I had a great conversation with CEO Nat Friedman yesterday and let me tell you something, he is psyched about the technology. He should be. The former Chief Technology and Strategy Officer at Novell, he and Miguel de Icaza, founder of the Mono project, spun the Mono technology out of Novell, and built Xamarin around it.
Xamarin makes cross-platform, mobile development software that lets developers build mobile apps with C# and .NET. These are native, no compromise mobile apps for iOS and Android, because it exposes the entire native API. It also compiles in native code, resulting in gains in performance.
This is potentially disruptive in two ways:
1. The native mobile application pool just increased by about 8 million developers
Talking rough numbers, there are about eight million developers on the C#/.NET Platform. I know this, and I used to be one of them (I still code, just not ninja code). Furthermore, Nat says that about 45% of business are still on the .NET platform.
These are medium-to-large companies (Nat says that Xamarin’s target for B2B is usually in that 12-member tech department range) that can start cranking out internal apps without bringing in new knowledge. Costly new knowledge.
But it’s not just B2B. Xamarin’s customers are actually about half App Store/Play Store/Amazon and half internal apps that will never traverse outside of the walls of a company — translate that to about half B2B, half B2C.
Developers are using Xamarin’s software to make public facing consumer apps and games (Infinite Flight is an iPad simulator) all the way to corporate applications (Just Enough is a mobile CRM app that will never be used by a consumer).
This means that not only will the cost of developing corporate apps in house go down, but the cost of, say, building your startup around a native app, will also go down, dramatically.
Not only that, but the experience level will go up. An iOS developer with three years of experience commands an astronomical salary or rate. C# has been around for ten years, and there are a lot of guys in short-sleeve white dress shirts just waiting to jump on the mobile bandwagon.
Nat is also proud of the fact that Xamarin’s technology can upgrade the careers of a whole lot of developers. It’s a quantum leap, he says.
2. The software is up to 90% cross-platform
Let me get technical for just a second. Xamarin’s software breaks an app down into two separate pieces. The first is the presentation layer, like the view in MVC. The second piece contains the backend, the business logic, the data layer services, etc.
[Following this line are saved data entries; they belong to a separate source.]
pub mod twitch;
pub mod youtube;

use std::collections::HashSet;

use async_trait::async_trait;
use color_eyre::eyre::Result;
use regex::Regex;

use crate::callback::perform_callback;
use crate::errors::ChatError;
use crate::models::ChatItem;
use crate::params::DownloadParams;
use crate::session::SessionConfig;

/// ====== 사이트 공통 계약 ======

/// 사이트별 테스트 픽스처. 외부 검증 하네스(`test-sites` 서브커맨드)가 돌립니다.
/// 사이트마다 정적으로 선언된 목록 하나만 허용되며, 등록 시점에 검증됩니다.
#[derive(Debug, Clone, Copy)]
pub struct SiteTest {
    pub name: &'static str,
    pub url: &'static str,
    /// 픽스처 실행 시 수집할 최대 메시지 수
    pub max_messages: usize,
}

/// 플랫폼별 다운로더가 구현하는 공통 인터페이스.
/// 구현체는 자신의 HTTP 세션을 독점 소유합니다 — 세션을 인스턴스 간에
/// 공유하면 쿠키/헤더가 섞이므로 스트림마다 새 다운로더를 만듭니다.
#[async_trait]
pub trait ChatDownloader: Send + Sync {
    /// 사이트 이름 (로그/CLI 표시용)
    fn name(&self) -> &'static str;

    /// 이 사이트가 처리할 수 있는 URL인지 판별하는 정규표현식
    fn valid_url(&self) -> &Regex;

    /// 정적으로 선언된 테스트 픽스처 목록
    fn tests(&self) -> &'static [SiteTest];

    /// 채팅 메시지를 수집합니다.
    ///
    /// 수집한 메시지는 `params.messages`에 누적되며, 도중에 실패해도
    /// 그때까지의 메시지는 버려지지 않고 호출자가 읽을 수 있습니다.
    async fn get_chat_messages(&self, params: &mut DownloadParams) -> Result<()>;
}

/// ====== 사이트 레지스트리 ======

/// 등록된 모든 사이트를 생성합니다. 사이트마다 독립 세션을 가집니다.
pub fn all_sites(config: &SessionConfig) -> Result<Vec<Box<dyn ChatDownloader>>, ChatError> {
    let sites: Vec<Box<dyn ChatDownloader>> = vec![
        Box::new(youtube::YouTubeChatDownloader::new(config)?),
        Box::new(twitch::TwitchChatDownloader::new(config)?),
    ];
    validate_tests(&sites)?;
    Ok(sites)
}

/// URL을 처리할 수 있는 사이트를 찾아 생성합니다.
pub fn resolve_site(
    url: &str,
    config: &SessionConfig,
) -> Result<Box<dyn ChatDownloader>, ChatError> {
    let sites = all_sites(config)?;
    sites
        .into_iter()
        .find(|site| site.valid_url().is_match(url))
        .ok_or_else(|| ChatError::UnsupportedUrl(url.to_string()))
}

/// 등록 시점의 테스트 픽스처 검증.
/// 픽스처 이름은 비어 있을 수 없고 사이트 안에서 유일해야 하며,
/// 픽스처 URL은 선언한 사이트가 실제로 처리할 수 있어야 합니다.
fn validate_tests(sites: &[Box<dyn ChatDownloader>]) -> Result<(), ChatError> {
    for site in sites {
        let mut seen = HashSet::new();
        for test in site.tests() {
            if test.name.is_empty() {
                return Err(ChatError::Parsing(format!(
                    "{}: test fixture with an empty name",
                    site.name()
                )));
            }
            if !seen.insert(test.name) {
                return Err(ChatError::Parsing(format!(
                    "{}: duplicate test fixture `{}`",
                    site.name(),
                    test.name
                )));
            }
            if !site.valid_url().is_match(test.url) {
                return Err(ChatError::Parsing(format!(
                    "{}: test fixture `{}` has a URL the site cannot handle: {}",
                    site.name(),
                    test.name,
                    test.url
                )));
            }
        }
    }
    Ok(())
}

/// ====== 공통 메시지 파이프라인 ======

/// 시간 범위와 message_types 필터를 적용합니다.
/// 카테고리를 밝히지 않은 아이템은 기본 카테고리("messages")로 취급합니다.
pub(crate) fn should_keep(item: &ChatItem, params: &DownloadParams) -> bool {
    if let (Some(start), Some(t)) = (params.start_time, item.time_in_seconds) {
        if t < start {
            return false;
        }
    }
    if let (Some(end), Some(t)) = (params.end_time, item.time_in_seconds) {
        if t > end {
            return false;
        }
    }

    if let Some(types) = &params.message_types {
        let message_type = item
            .extra
            .get("message_type")
            .and_then(|v| v.as_str())
            .unwrap_or("messages");
        if !types.iter().any(|t| t == message_type) {
            return false;
        }
    }

    true
}

/// max_messages에 도달했는지 확인합니다.
pub(crate) fn reached_max(params: &DownloadParams) -> bool {
    match params.max_messages {
        Some(max) => params.messages.len() >= max,
        None => false,
    }
}

/// 정규화된 메시지 하나를 콜백에 전달한 뒤 누적 목록에 추가합니다.
/// 콜백이 실패하면 해당 아이템은 추가되지 않지만 이전 아이템들은 유지됩니다.
pub(crate) fn deliver(params: &mut DownloadParams, item: ChatItem) -> Result<()> {
    if let Some(callback) = params.callback.as_mut() {
        perform_callback(callback, &item)?;
    }
    params.messages.push(item);
    Ok(())
}

#[cfg(test)]
mod tests {
    use super::*;
    use crate::callback::Callback;
    use crate::models::test_item;
    use serde_json::json;

    #[test]
    fn test_resolve_known_urls() {
        let config = SessionConfig::default();
        let site = resolve_site("https://www.youtube.com/watch?v=5qap5aO4i9A", &config).unwrap();
        assert_eq!(site.name(), "youtube");

        let site = resolve_site("https://www.twitch.tv/videos/449716115", &config).unwrap();
        assert_eq!(site.name(), "twitch");
    }

    #[test]
    fn test_unsupported_url() {
        let err = resolve_site("https://example.com/stream", &SessionConfig::default())
            .err()
            .expect("should not resolve");
        assert!(matches!(err, ChatError::UnsupportedUrl(_)));
    }

    #[test]
    fn test_registered_fixtures_are_valid() {
        // all_sites가 등록 검증까지 통과해야 함
        let sites = all_sites(&SessionConfig::default()).unwrap();
        assert_eq!(sites.len(), 2);
        for site in &sites {
            assert!(!site.tests().is_empty());
        }
    }

    #[test]
    fn test_should_keep_time_window() {
        let mut params = DownloadParams::new("url");
        params.fill_defaults();
        params.start_time = Some(60.0);
        params.end_time = Some(120.0);

        let mut item = test_item("a");
        item.time_in_seconds = Some(30.0);
        assert!(!should_keep(&item, &params));

        item.time_in_seconds = Some(90.0);
        assert!(should_keep(&item, &params));

        item.time_in_seconds = Some(180.0);
        assert!(!should_keep(&item, &params));
    }

    #[test]
    fn test_should_keep_message_types() {
        let mut params = DownloadParams::new("url");
        params.fill_defaults(); // 기본 필터는 ["messages"]

        let plain = test_item("a");
        assert!(should_keep(&plain, &params));

        let mut superchat = test_item("b");
        superchat
            .extra
            .insert("message_type".to_string(), json!("superchat"));
        assert!(!should_keep(&superchat, &params));

        params.message_types = Some(vec!["messages".to_string(), "superchat".to_string()]);
        assert!(should_keep(&superchat, &params));
    }

    #[test]
    fn test_abort_keeps_collected_messages() {
        let mut params = DownloadParams::new("url");
        params.fill_defaults();

        // 4번째 원본 아이템에서 전송 실패가 나는 fetch 루프 시뮬레이션
        let raw_items: Vec<Result<ChatItem, ChatError>> = vec![
            Ok(test_item("1")),
            Ok(test_item("2")),
            Ok(test_item("3")),
            Err(ChatError::JsonParse("Service unavailable".to_string())),
        ];

        let result = (|| -> Result<()> {
            for raw in raw_items {
                let item = raw?;
                deliver(&mut params, item)?;
            }
            Ok(())
        })();

        assert!(result.is_err());
        assert_eq!(params.messages.len(), 3);
        for (i, item) in params.messages.iter().enumerate() {
            assert_eq!(item.id, format!("{}", i + 1));
            assert!(!item.author_name.is_empty());
        }
    }

    #[test]
    fn test_failing_callback_keeps_previous_messages() {
        let mut params = DownloadParams::new("url");
        params.fill_defaults();

        let mut calls = 0;
        params.callback = Some(Callback::new("flaky", move |_item| {
            calls += 1;
            if calls >= 3 {
                Err(color_eyre::eyre::eyre!("downstream is gone"))
            } else {
                Ok(())
            }
        }));

        let mut result = Ok(());
        for id in ["1", "2", "3"] {
            result = deliver(&mut params, test_item(id));
            if result.is_err() {
                break;
            }
        }

        assert!(result.is_err());
        assert_eq!(params.messages.len(), 2);
    }
}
All of this is compiled into native code such that, according to Nat, 50-90% of the code can be shared across iOS, Android, and WinMo.
This is another step in the build-once-deploy-everywhere dream we keep having.
Xamarin built up a cache of 7,500 customers, companies like Rdio and ClearChannel, and an army of 150,000 developers in less than a year, without raising a dime. With the cash, Nat says they plan on building on that organic growth, getting the word out, and, you know, converting a few more of those eight-million C# developers in mobile developers.
Xamarin has 30 employees, most of whom came from Mono, and recently opened an office in San Francisco. They’re also in 12 countries around the world.